I used to think that setting goals was silly, but it just took a long while to figure out what kind of goals and incentives work for me. If you are like me, you’ll find much more value in goals that:
- Have a hard, determinate end or physical final product- For example, I was 100% sure my goal of reading the Bible was done when I read the whole thing, and this year I hope to have a completed journal at the end of year. To help me with the cooking/ baking goal, I envision myself documenting the recipes and taking as many pictures as I can.
- Builds upon something you already enjoy- For example, I already spend time in the kitchen, and I just want to take it to the next level by committing to trying new recipes. It would be harder for me to bake or cook something new each week if I didn’t already enjoy doing so. Some goals like this could be working on improving your skills in a particular area or spending more time on something that you enjoy but have neglected.

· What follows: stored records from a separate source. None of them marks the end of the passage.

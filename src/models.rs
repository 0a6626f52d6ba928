//! Domain model
//!
//! A single flat entity with no relationships. Storage-specific document
//! shapes (BSON ids, BSON datetimes) live in the store backends and are
//! converted to this type at the boundary.

use chrono::{DateTime, Utc};
use serde::{Deserialize, Serialize};

/// A stored contact form submission.
///
/// `id` is opaque to everything above the store: the MongoDB backend uses
/// hex-encoded ObjectIds, the in-memory backend uses its own scheme.
/// Entries are immutable once created; there is no edit route, so
/// `updated_at` always equals `created_at` in practice. Both are kept to
/// stay wire-compatible with the existing collection.
#[derive(Debug, Clone, PartialEq, Serialize, Deserialize)]
pub struct Entry {
	pub id: String,
	pub email: String,
	pub name: String,
	pub mobile: String,
	pub created_at: DateTime<Utc>,
	pub updated_at: DateTime<Utc>,
}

- Are documented- If I don’t write it down, was the goal ever real? That was more or less my excuse to stop working towards a goal in the past. As I mentioned earlier, I feel a lot more driven to accomplish tasks that are physically written down or typed out.
Other than these goals and the wild adventure of new motherhood, I have no idea where this year is going to take me. I don’t know where this blog will go, and I don’t know what life will look like at the end of the year. Only time will tell, so stay tuned.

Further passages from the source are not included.